Spatz Erica S, Park Tina, Breslin Maggie
Section of Cardiovascular Medicine, Yale School of Medicine, New Haven, CT.
Diagram, New York, NY.
medRxiv. 2024 May 10:2024.05.09.24307138. doi: 10.1101/2024.05.09.24307138.
To support women in their health journeys around cardiovascular risk reduction, providing: access to information; space to discuss complex and personal issues that may factor into decision making; and skills to support conversations with healthcare providers.
We used a participatory design approach to develop peer sessions led by a non-clinical facilitator and a cardiologist, for women to learn, think, and discuss information and decision-making around cardiovascular risk. These sessions took place in-person and over video. A host invited her friends, family or network to the events. Sessions were designed to bring information to women at all stages of cardiovascular risk, including women with no prior experiences with heart health and women with established cardiovascular disease. The sessions provided information about cardiovascular risk and facilitated discussion around risk factors and treatment. Sessions were recorded, transcribed and analyzed using a grounded theory approach to identify emerging themes.
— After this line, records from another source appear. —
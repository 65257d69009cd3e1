//! Error types for the directory walker.
//!
//! The walker reports typed errors so callers can tell a missing root from an
//! unreadable one. The command layer wraps these in `anyhow` with context.

use std::io;
use std::path::PathBuf;

use thiserror::Error;

/// Failure while validating or traversing a root path.
#[derive(Error, Debug)]
pub enum WalkError {
    /// The root path (or an entry that vanished mid-walk) does not exist.
    #[error("path not found: {}", path.display())]
    NotFound { path: PathBuf },

    /// The path exists but cannot be listed or written.
    #[error("permission denied: {}", path.display())]
    PermissionDenied { path: PathBuf },

    /// The root path exists but is not a directory.
    #[error("not a directory: {}", path.display())]
    NotADirectory { path: PathBuf },

    /// A symlink cycle was detected while following links.
    #[error("filesystem loop at {}", path.display())]
    Loop { path: PathBuf },

    /// Any other I/O failure.
    #[error("I/O error at {}: {source}", path.display())]
    Io {
        path: PathBuf,
        #[source]
        source: io::Error,
    },
}

impl WalkError {
    /// Classifies an I/O error that occurred at `path`.
    pub fn from_io(path: impl Into<PathBuf>, source: io::Error) -> Self {
        let path = path.into();
        match source.kind() {
            io::ErrorKind::NotFound => Self::NotFound { path },
            io::ErrorKind::PermissionDenied => Self::PermissionDenied { path },
            _ => Self::Io { path, source },
        }
    }

    /// The `io::ErrorKind` class of this error.
    pub fn kind(&self) -> io::ErrorKind {
        match self {
            Self::NotFound { .. } => io::ErrorKind::NotFound,
            Self::PermissionDenied { .. } => io::ErrorKind::PermissionDenied,
            Self::NotADirectory { .. } => io::ErrorKind::NotADirectory,
            Self::Loop { .. } => io::ErrorKind::Other,
            Self::Io { source, .. } => source.kind(),
        }
    }

    /// The path the error refers to.
    pub fn path(&self) -> &std::path::Path {
        match self {
            Self::NotFound { path } | Self::PermissionDenied { path } | Self::NotADirectory { path } | Self::Loop { path } | Self::Io { path, .. } => path,
        }
    }
}

impl From<walkdir::Error> for WalkError {
    fn from(err: walkdir::Error) -> Self {
        let path = err.path().map(std::path::Path::to_path_buf).unwrap_or_default();

        if let Some(ancestor) = err.loop_ancestor() {
            tracing::debug!(ancestor = %ancestor.display(), "symlink loop");
            return Self::Loop { path };
        }

        match err.into_io_error() {
            Some(source) => Self::from_io(path, source),
            None => Self::Io { path, source: io::Error::other("walk failed") },
        }
    }
}
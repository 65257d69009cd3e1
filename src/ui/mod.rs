//! User interface components for terminal output.
//!
//! # Modules
//!
//! - [`display`]: Entry and plan tables, size formatting, status lines
//! - [`progress`]: Spinner shown while a report walk is running

pub mod display;
pub mod progress;
impl Report {
    /// Walks `root` and gathers the report, skipping any file named `report_name`.
    ///
    /// The skip matches by file name at every depth, not only in the root.
    pub fn collect(root: &Path, report_name: &str, now: SystemTime) -> Result<Self> {
        Self::collect_with(root, report_name, now, |_| {})
    }

    /// Like [`Report::collect`], calling `on_file` for every file visited.
    pub fn collect_with<F>(root: &Path, report_name: &str, now: SystemTime, mut on_file: F) -> Result<Self>
    where
        F: FnMut(&FileEntry),
    {
        let walker = Walker::new(root).sorted(true);
        let files = walker.files().with_context(|| format!("cannot generate report for {}", root.display()))?;

        let mut index: HashMap<PathBuf, usize> = HashMap::new();
        let mut sections: Vec<DirectorySection> = Vec::new();
        let mut candidates = Vec::new();

        for item in files {
            let entry = match item {
                Ok(entry) => entry,
                Err(err) => {
                    warn!("skipping entry: {err}");
                    continue;
                }
            };

            let name = entry.file_name();
            if name == report_name {
                continue;
            }
            on_file(&entry);

            let parent = entry.relative().parent().map(Path::to_path_buf).unwrap_or_default();
            let slot = *index.entry(parent.clone()).or_insert_with(|| {
                sections.push(DirectorySection { label: section_label(&parent), files: Vec::new(), total_size: 0 });
                sections.len() - 1
            });
            let section = &mut sections[slot];

            let record = match fs::metadata(entry.path()) {
                Ok(meta) => {
                    let modified = meta.modified().ok();
                    let age_days = modified.map_or(0.0, |m| age_in_days(now, m));
                    let record = FileRecord { name, size: meta.len(), modified, age_days };

                    if is_candidate(&section.label, &record.name, record.age_days) {
                        candidates.push(Candidate { path: entry.relative().to_path_buf(), size: record.size, age_days: record.age_days });
                    }
                    record
                }
                Err(err) => {
                    debug!(path = %entry.path().display(), "metadata unavailable: {err}");
                    FileRecord { name, size: 0, modified: None, age_days: 0.0 }
                }
            };

            section.total_size += record.size;
            section.files.push(record);
        }

        for section in &mut sections {
            section.files.sort_by(|a, b| b.size.cmp(&a.size));
        }
        sections.sort_by(|a, b| (a.label != ROOT_LABEL, &a.label).cmp(&(b.label != ROOT_LABEL, &b.label)));
        candidates.sort_by(|a, b| b.size.cmp(&a.size));

        let report = Self { root: root.to_path_buf(), generated: DateTime::<Local>::from(now), sections, candidates };
        info!(files = report.total_files(), bytes = report.total_size(), candidates = report.candidates.len(), "report collected");

        Ok(report)
    }

    #[cfg(test)]
    fn from_parts(root: &Path, now: SystemTime, sections: Vec<DirectorySection>, candidates: Vec<Candidate>) -> Self {
        Self { root: root.to_path_buf(), generated: DateTime::<Local>::from(now), sections, candidates }
    }

    #[inline]
    pub fn root(&self) -> &Path {
        &self.root
    }

    #[inline]
    pub fn sections(&self) -> &[DirectorySection] {
        &self.sections
    }

    #[inline]
    pub fn candidates(&self) -> &[Candidate] {
        &self.candidates
    }

    pub fn total_files(&self) -> usize {
        self.sections.iter().map(|s| s.files.len()).sum()
    }

    pub fn total_size(&self) -> u64 {
        self.sections.iter().map(|s| s.total_size).sum()
    }

    /// Combined size of all deletion candidates.
    pub fn potential_savings(&self) -> u64 {
        self.candidates.iter().map(|c| c.size).sum()
    }

    /// Savings as a percentage of the total size; `0.0` for an empty tree.
    #[allow(clippy::cast_precision_loss)]
    pub fn savings_percent(&self) -> f64 {
        let total = self.total_size();
        if total == 0 { 0.0 } else { self.potential_savings() as f64 / total as f64 * 100.0 }
    }

    /// Writes the text layout of the report.
    pub fn render<W: Write>(&self, out: &mut W) -> Result<()> {
        let rule = "=".repeat(RULE_WIDTH);
        let thin = "-".repeat(RULE_WIDTH);

        writeln!(out, "File Organization Report - {}", self.generated.format("%Y-%m-%d %H:%M:%S"))?;
        writeln!(out, "{rule}\n")?;
        writeln!(out, "Directory: {}\n", self.root.display())?;

        for section in &self.sections {
            writeln!(out, "\n{} ({} files):", section.label, section.files.len())?;
            writeln!(out, "{thin}")?;

            for file in &section.files {
                let date = file.modified.map_or_else(|| "unknown".to_owned(), |m| DateTime::<Local>::from(m).format("%Y-%m-%d %H:%M").to_string());
                writeln!(out, "  {}", file.name)?;
                writeln!(out, "    Size: {} | Modified: {date} | Age: {:.1} days", format_size(file.size), file.age_days)?;
            }

            writeln!(out, "  Total directory size: {}", format_size(section.total_size))?;
        }

        writeln!(out, "\n{rule}")?;
        writeln!(out, "SUMMARY")?;
        writeln!(out, "{rule}")?;
        writeln!(out, "Total Files: {}", self.total_files())?;
        writeln!(out, "Total Size: {}\n", format_size(self.total_size()))?;

        if !self.candidates.is_empty() {
            writeln!(out, "POTENTIAL DELETION CANDIDATES")?;
            writeln!(out, "{rule}")?;
            writeln!(out, "The following files might be candidates for deletion:\n")?;

            for candidate in &self.candidates {
                writeln!(out, "- {}", candidate.path.display())?;
                writeln!(out, "  Size: {} | Age: {:.1} days", format_size(candidate.size), candidate.age_days)?;
            }

            writeln!(out, "\nPotential space savings: {} ({:.1}% of total)", format_size(self.potential_savings()), self.savings_percent())?;
        }

        Ok(())
    }

    /// Renders the report into a new file at `path`, replacing any existing one.
    pub fn write_to(&self, path: &Path) -> Result<()> {
        let file = fs::File::create(path).with_context(|| format!("failed to create report: {}", path.display()))?;
        let mut writer = BufWriter::new(file);

        self.render(&mut writer)?;
        writer.flush().with_context(|| format!("failed to write report: {}", path.display()))?;

        info!(path = %path.display(), "report written");
        Ok(())
    }
}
We conducted 12 groups, with an average of 6 women per group. Women were of all ages and spectrums of cardiovascular risk. The three major themes that emerged were: Starting Place (attitudes, beliefs, and behaviors toward cardiovascular care are informed by a blend of one's family history, personal interactions with their health and the health system, and approach to managing uncertainty); Lack of Sense-Making (seemingly simple recommendations to support heart health were much more complicated when related to their own risk and experience), and Self-Judgement and Judgement by Others (without support or validation, women may feel judged by others for not doing enough).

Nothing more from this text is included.